Aim of the task: If a line in the data contains "search", copy it out.

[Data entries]
+-------+

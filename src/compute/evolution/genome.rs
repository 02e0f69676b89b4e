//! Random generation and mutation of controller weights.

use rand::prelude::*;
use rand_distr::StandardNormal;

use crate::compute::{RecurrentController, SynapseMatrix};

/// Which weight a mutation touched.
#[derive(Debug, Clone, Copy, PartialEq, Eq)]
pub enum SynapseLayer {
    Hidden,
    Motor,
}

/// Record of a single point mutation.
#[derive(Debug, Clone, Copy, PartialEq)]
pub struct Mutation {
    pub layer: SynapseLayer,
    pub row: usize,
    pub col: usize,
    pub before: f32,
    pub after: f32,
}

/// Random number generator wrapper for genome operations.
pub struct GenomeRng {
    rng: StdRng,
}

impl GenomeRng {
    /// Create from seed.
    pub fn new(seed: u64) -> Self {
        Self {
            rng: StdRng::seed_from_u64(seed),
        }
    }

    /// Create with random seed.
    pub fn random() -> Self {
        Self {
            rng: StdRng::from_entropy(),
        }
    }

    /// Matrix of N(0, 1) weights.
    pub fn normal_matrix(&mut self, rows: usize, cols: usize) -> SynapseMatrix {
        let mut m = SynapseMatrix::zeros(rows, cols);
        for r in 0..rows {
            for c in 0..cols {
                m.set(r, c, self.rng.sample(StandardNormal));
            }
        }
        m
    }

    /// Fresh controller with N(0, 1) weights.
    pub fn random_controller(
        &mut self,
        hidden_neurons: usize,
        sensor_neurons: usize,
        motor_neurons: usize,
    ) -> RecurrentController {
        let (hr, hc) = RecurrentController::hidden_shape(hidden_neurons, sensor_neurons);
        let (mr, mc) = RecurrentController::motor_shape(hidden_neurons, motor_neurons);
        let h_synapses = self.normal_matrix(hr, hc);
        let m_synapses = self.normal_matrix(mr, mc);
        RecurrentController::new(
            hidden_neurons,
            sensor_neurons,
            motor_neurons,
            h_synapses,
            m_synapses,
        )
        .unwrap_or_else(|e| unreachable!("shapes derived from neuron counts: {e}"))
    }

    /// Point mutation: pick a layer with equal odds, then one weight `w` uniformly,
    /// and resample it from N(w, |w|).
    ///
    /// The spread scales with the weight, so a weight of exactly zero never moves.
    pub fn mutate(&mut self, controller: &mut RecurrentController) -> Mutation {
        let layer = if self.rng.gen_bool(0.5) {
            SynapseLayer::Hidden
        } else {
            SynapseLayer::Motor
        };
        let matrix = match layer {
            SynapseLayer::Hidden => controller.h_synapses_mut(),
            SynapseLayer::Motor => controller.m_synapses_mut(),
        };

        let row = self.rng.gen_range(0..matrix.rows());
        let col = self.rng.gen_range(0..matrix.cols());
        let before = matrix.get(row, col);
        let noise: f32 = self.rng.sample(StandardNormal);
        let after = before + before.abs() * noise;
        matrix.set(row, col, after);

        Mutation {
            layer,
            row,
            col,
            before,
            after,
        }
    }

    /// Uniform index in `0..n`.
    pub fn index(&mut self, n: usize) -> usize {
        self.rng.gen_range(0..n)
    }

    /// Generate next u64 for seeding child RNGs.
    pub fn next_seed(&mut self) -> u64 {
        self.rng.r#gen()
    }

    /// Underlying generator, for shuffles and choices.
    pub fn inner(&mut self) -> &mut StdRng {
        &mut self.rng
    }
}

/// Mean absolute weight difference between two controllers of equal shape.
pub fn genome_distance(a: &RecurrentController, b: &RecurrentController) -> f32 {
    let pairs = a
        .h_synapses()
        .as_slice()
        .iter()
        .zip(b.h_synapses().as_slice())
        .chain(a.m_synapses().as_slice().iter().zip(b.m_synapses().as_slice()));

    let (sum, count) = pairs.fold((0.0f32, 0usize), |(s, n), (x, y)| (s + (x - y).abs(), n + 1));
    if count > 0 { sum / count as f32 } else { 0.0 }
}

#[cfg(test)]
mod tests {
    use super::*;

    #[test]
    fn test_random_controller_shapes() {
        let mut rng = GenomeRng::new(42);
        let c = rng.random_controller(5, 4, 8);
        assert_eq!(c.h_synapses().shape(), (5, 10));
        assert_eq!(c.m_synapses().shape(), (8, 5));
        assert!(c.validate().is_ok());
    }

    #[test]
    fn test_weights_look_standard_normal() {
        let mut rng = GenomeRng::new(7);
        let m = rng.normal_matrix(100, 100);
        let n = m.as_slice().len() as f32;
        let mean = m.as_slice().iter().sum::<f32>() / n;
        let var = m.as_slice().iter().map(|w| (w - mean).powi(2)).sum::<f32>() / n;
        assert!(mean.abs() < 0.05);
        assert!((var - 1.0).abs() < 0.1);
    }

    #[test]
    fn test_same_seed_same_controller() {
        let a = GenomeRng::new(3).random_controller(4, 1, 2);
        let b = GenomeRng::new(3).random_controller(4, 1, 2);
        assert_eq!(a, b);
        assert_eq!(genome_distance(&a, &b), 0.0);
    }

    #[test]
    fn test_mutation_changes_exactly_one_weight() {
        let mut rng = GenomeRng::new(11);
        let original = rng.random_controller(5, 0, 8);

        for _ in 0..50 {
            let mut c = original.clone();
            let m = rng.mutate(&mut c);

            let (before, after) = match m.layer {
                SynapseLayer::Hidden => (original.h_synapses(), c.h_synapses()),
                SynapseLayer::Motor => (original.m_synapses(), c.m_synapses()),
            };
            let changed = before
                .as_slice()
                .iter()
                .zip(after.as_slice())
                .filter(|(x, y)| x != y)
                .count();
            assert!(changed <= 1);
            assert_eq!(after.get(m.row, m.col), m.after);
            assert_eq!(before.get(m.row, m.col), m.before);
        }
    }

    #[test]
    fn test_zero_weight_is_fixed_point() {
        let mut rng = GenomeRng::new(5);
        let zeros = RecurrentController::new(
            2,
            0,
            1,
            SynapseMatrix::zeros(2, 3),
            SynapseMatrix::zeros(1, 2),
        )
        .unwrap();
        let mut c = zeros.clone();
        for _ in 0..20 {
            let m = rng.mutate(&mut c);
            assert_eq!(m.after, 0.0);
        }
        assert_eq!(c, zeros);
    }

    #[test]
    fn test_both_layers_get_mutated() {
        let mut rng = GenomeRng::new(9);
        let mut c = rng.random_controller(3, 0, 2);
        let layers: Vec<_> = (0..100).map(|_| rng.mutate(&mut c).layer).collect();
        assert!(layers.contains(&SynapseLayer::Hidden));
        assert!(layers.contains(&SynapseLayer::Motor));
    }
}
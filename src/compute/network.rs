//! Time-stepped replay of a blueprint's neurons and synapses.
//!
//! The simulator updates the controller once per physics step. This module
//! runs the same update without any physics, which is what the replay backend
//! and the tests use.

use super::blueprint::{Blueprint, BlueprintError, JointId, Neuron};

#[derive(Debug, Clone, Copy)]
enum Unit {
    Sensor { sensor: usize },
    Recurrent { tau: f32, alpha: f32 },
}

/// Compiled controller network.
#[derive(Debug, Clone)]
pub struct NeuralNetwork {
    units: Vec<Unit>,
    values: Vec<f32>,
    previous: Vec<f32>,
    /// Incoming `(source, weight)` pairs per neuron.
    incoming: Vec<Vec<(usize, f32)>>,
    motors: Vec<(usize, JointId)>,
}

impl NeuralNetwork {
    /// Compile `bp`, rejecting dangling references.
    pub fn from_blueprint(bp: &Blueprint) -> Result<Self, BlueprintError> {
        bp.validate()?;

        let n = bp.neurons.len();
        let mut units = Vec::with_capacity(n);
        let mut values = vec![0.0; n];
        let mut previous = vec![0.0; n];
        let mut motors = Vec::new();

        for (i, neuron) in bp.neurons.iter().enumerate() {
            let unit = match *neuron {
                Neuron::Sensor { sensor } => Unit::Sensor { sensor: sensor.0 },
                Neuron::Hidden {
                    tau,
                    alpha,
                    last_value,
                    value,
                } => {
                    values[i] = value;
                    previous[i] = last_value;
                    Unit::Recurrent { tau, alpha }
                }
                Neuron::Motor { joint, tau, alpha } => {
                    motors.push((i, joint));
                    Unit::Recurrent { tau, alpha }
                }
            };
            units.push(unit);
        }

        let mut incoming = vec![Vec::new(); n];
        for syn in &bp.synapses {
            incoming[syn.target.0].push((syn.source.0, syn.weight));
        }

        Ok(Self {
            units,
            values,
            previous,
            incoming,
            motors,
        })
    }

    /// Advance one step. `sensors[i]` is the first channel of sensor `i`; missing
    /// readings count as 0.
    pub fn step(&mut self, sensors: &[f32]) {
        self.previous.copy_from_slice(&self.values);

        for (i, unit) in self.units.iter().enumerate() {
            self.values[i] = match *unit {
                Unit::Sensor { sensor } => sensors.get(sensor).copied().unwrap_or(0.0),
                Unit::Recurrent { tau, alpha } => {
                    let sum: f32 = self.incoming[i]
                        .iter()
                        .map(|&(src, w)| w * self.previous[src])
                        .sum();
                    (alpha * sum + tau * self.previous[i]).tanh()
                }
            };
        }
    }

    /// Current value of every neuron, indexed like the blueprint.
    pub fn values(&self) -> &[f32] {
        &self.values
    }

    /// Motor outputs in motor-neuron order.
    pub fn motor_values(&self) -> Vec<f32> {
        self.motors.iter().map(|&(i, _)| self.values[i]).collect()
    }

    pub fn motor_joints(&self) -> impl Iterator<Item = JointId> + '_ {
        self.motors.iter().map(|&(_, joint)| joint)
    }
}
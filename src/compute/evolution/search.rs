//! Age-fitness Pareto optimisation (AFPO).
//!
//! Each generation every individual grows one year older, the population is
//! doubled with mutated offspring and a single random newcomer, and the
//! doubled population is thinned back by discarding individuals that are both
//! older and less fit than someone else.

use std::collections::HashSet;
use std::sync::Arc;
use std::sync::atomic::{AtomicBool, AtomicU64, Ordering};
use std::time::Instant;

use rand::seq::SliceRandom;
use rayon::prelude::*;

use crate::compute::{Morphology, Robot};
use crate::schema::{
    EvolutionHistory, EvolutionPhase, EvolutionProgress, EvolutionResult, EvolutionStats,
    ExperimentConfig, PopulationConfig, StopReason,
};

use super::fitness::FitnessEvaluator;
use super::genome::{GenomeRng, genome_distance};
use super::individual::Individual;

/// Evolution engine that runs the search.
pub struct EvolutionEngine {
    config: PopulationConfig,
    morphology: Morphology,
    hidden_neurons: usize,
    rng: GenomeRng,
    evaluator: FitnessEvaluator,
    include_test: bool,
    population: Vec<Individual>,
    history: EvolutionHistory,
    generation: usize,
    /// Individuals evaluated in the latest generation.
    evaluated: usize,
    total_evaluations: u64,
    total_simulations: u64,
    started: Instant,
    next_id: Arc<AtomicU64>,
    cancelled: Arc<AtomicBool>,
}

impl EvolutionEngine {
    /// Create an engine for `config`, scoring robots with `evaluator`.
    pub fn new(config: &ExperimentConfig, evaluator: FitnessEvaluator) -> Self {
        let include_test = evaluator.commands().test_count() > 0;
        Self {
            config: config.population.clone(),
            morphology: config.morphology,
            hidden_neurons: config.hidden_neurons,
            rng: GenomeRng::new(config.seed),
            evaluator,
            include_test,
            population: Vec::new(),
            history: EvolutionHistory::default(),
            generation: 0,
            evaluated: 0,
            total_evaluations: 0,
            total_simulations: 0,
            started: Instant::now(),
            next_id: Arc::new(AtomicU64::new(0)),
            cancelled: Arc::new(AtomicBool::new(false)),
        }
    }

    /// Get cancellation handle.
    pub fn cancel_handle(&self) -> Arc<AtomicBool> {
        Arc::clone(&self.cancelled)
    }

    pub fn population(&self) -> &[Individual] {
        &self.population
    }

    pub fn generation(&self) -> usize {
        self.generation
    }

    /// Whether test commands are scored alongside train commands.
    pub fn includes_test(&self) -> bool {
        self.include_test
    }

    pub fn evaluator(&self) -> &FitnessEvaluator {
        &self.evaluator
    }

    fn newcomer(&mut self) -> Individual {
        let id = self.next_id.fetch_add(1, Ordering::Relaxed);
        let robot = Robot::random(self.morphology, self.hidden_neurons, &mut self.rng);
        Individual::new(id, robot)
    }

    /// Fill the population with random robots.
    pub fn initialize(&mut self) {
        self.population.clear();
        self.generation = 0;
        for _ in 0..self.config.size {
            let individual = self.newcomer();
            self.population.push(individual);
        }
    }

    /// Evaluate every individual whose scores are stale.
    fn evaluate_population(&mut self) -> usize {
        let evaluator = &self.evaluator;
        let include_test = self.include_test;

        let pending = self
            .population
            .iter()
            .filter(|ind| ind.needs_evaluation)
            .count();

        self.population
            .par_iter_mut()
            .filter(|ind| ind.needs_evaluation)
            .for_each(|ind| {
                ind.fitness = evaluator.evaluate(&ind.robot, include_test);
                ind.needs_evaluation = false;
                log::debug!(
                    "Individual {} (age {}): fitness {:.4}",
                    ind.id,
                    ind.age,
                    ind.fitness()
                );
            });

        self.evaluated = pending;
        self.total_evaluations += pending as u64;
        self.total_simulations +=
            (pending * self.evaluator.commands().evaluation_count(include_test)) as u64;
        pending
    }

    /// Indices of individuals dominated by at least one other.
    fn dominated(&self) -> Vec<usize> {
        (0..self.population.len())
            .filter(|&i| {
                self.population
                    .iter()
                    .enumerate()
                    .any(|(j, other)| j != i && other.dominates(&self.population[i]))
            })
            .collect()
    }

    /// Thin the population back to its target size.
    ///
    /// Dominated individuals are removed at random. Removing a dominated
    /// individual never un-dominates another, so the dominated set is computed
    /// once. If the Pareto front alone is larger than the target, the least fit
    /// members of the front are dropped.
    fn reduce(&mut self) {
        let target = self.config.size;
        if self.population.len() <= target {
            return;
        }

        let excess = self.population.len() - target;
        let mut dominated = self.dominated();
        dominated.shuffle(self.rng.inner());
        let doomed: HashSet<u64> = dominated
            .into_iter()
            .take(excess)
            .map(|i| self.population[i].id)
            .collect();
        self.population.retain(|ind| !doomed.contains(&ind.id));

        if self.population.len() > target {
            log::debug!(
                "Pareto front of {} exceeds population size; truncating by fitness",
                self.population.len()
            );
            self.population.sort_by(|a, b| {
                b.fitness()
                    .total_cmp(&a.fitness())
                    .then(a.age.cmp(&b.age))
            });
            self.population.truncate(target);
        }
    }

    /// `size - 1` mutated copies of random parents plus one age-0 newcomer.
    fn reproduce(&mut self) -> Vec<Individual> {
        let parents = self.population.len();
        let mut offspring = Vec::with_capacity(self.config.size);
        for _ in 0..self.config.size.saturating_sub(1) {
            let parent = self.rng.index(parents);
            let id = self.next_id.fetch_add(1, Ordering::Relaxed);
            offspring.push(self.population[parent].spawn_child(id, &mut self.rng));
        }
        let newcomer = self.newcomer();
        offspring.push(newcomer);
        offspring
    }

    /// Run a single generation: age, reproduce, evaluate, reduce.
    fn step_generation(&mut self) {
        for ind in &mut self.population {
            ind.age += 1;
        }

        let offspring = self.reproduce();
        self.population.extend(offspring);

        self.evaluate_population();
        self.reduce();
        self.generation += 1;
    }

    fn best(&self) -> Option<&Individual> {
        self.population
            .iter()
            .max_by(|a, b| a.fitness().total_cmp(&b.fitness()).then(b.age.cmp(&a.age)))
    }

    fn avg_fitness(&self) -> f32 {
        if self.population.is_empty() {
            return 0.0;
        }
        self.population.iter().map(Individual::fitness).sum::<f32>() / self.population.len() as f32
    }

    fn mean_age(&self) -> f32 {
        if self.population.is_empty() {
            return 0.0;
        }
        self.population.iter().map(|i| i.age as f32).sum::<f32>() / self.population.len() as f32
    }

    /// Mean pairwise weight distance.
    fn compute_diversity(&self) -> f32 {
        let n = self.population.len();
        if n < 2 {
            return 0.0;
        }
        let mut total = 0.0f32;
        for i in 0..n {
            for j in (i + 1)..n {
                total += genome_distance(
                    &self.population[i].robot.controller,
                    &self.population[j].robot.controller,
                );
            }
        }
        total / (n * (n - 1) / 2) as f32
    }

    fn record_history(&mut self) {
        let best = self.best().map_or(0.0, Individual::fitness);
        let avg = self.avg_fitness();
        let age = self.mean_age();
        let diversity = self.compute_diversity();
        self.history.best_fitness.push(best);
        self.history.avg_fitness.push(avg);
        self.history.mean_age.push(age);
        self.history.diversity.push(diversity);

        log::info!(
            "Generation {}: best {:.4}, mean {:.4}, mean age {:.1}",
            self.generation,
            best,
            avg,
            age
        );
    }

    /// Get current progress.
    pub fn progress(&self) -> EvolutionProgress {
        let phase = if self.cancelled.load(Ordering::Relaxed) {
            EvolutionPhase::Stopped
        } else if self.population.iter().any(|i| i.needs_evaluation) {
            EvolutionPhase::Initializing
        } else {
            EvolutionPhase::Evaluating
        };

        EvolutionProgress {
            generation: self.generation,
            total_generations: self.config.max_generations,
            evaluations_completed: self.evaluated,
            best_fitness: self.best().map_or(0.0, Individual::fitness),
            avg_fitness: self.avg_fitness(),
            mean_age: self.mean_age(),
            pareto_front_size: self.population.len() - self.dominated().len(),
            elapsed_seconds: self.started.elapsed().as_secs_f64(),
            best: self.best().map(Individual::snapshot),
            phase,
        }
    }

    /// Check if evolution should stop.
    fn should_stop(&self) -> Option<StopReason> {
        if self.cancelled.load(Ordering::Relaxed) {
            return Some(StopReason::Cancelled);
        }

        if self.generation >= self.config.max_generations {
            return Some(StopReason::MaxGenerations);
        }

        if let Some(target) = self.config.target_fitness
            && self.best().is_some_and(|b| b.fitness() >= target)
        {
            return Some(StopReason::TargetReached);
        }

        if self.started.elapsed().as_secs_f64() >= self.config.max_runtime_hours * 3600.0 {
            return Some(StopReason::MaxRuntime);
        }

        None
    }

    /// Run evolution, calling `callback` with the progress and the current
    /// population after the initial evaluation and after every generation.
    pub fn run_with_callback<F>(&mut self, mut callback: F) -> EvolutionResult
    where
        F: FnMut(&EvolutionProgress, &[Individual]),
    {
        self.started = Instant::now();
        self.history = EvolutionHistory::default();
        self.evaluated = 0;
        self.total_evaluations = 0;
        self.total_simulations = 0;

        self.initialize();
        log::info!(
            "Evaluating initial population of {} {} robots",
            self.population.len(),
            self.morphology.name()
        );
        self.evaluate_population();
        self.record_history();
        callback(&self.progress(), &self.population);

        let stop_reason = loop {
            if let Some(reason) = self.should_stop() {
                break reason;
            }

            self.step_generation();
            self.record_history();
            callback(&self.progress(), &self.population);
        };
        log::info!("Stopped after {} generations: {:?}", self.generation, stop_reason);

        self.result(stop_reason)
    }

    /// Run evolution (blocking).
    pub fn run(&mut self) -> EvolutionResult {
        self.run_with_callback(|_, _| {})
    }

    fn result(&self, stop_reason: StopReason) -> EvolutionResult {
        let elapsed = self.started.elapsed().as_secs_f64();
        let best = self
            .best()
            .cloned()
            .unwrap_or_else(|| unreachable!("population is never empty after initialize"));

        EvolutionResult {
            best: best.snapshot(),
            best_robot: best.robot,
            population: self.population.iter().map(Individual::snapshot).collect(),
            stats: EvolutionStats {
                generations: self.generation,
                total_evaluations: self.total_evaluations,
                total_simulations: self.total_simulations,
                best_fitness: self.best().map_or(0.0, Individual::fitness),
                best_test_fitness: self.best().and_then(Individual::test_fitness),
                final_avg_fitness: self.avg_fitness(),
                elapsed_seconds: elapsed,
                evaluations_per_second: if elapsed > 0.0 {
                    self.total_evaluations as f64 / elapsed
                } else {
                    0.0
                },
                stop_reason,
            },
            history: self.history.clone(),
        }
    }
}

+-------+

Exercise solution:
filename src/compute/evolution/search.rs
/// Evolution engine that runs the search.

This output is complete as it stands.